France entered into its harsh lockdown on the evening of October 30. Many of the regulations put in place have been seen before. The people of France are allowed to leave their home only to go to work, buy essential goods, or seek medical help. Unlike what we experienced, everyone found outside during this lockdown must have a written note saying where they were going and the reason for going; without that, people could face fines or jail time. All non-essential shops, restaurants and bars are shut down while schools and daycares can remain open. Like what we have seen in the United States, social gatherings have been put to a stop, with a pending 9 p.m. curfew. All these restrictions are to remain in place until at least December 1, causing some unrest in France. France’s President, Emanuel Macron, issued a statement: “People were excited to do this together [the first time around], but the consensus is that people are fed up and a bit sad to go through it again.” The worry this time around is when will it end, and will people follow the government’s mandates.

People were excited to do this together [the first time around], but the consensus is that people are fed up and a bit sad to go through it again.”

— Emanuel Macron

Italy’s lockdown restrictions look much different than France’s and are set to go into effect on November 4. The country will be divided into three different zones, depending on the severity of cases and death rates. In the red zones, all bars and restaurants and most shops will close their doors to contain spread of the coronavirus, but essential services such as grocery stores and pharmacies can remain open. The orange zones are almost identical with the exception of salons and beauty parlors to remain open. Green zones allow bars and restaurants to stay open until 6 p.m. and highly discourage social gatherings such as weddings and funerals. Italy already has a mask mandate in place, saying masks are to be worn both indoors and outdoors with the exception of private homes. One major difference in Italy’s new measure was the decision to close schools and to switch fully to remote learning.

Now the focus switches to what is going to happen to the United States as we come into the opening months of winter.

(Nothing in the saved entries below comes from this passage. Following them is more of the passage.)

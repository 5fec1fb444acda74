//! Remote data state for pages, plus the generation counter that drops
//! responses from superseded requests.

use std::future::Future;

use leptos::prelude::*;
use leptos::task::spawn_local;

#[derive(Clone, Debug, PartialEq)]
pub enum LoadState<T> {
    Loading,
    Failed(String),
    Ready(T),
}

impl<T> LoadState<T> {
    pub fn is_loading(&self) -> bool {
        matches!(self, LoadState::Loading)
    }

    pub fn ready(&self) -> Option<&T> {
        match self {
            LoadState::Ready(value) => Some(value),
            _ => None,
        }
    }

    pub fn error(&self) -> Option<&str> {
        match self {
            LoadState::Failed(message) => Some(message),
            _ => None,
        }
    }
}

impl<T> From<Result<T, String>> for LoadState<T> {
    fn from(result: Result<T, String>) -> Self {
        match result {
            Ok(value) => LoadState::Ready(value),
            Err(message) => LoadState::Failed(message),
        }
    }
}

/// Each `begin()` invalidates every ticket handed out before it.
#[derive(Clone, Copy)]
pub struct RequestGuard {
    generation: StoredValue<u64>,
}

#[derive(Clone, Copy, Debug, PartialEq, Eq)]
pub struct Ticket(u64);

impl RequestGuard {
    pub fn new() -> Self {
        Self {
            generation: StoredValue::new(0),
        }
    }

    pub fn begin(&self) -> Ticket {
        self.generation.update_value(|g| *g += 1);
        Ticket(self.generation.get_value())
    }

    /// False once a newer request has started or the owning page is gone.
    pub fn is_current(&self, ticket: Ticket) -> bool {
        self.generation.try_get_value() == Some(ticket.0)
    }

    /// Put `state` into `Loading`, run `request` and store its outcome
    /// unless a later `load` superseded it.
    pub fn load<T, F>(&self, state: RwSignal<LoadState<T>>, request: F)
    where
        T: Send + Sync + 'static,
        F: Future<Output = Result<T, String>> + 'static,
    {
        let ticket = self.begin();
        state.set(LoadState::Loading);
        let guard = *self;
        spawn_local(async move {
            let result = request.await;
            if !guard.is_current(ticket) {
                log::debug!("dropping response for superseded request");
                return;
            }
            state.set(result.into());
        });
    }
}

impl Default for RequestGuard {
    fn default() -> Self {
        Self::new()
    }
}

#[cfg(test)]
mod tests {
    use super::*;

    #[test]
    fn test_load_state_from_result() {
        let ok: LoadState<Vec<i32>> = Ok(vec![1, 2]).into();
        assert_eq!(ok.ready(), Some(&vec![1, 2]));
        assert!(!ok.is_loading());

        let failed: LoadState<Vec<i32>> = Err("Network error".to_string()).into();
        assert_eq!(failed.error(), Some("Network error"));
        assert_eq!(failed.ready(), None);
    }

    #[test]
    fn test_newer_ticket_supersedes_older() {
        let guard = RequestGuard::new();
        let first = guard.begin();
        assert!(guard.is_current(first));
        let second = guard.begin();
        assert!(!guard.is_current(first));
        assert!(guard.is_current(second));
    }
}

With the five-month lockdown in most of the U.S., people missed human contact through isolation from the rest of society. We have seen demonstrations across our country and numerous others, protesting the economic, social, and cultural feasibility of these lockdowns. People suspect that in Biden’s America, the country will dive back into lockdown as well, as U.S. cases are starting to surge again. However, rising cases do not mean the virus is winning. It is strictly parallel to the increasing testing infrastructure that the U.S., France, and Italy have ramped up in the past months.

Since the start of the pandemic, Europe has been one step ahead of the U.S. in making decisions. Europe has set the precedent for containing the virus and for the most part, America has followed suit. As Americans become more and more frustrated with the continuous lockdowns, what will happen next is up in the air.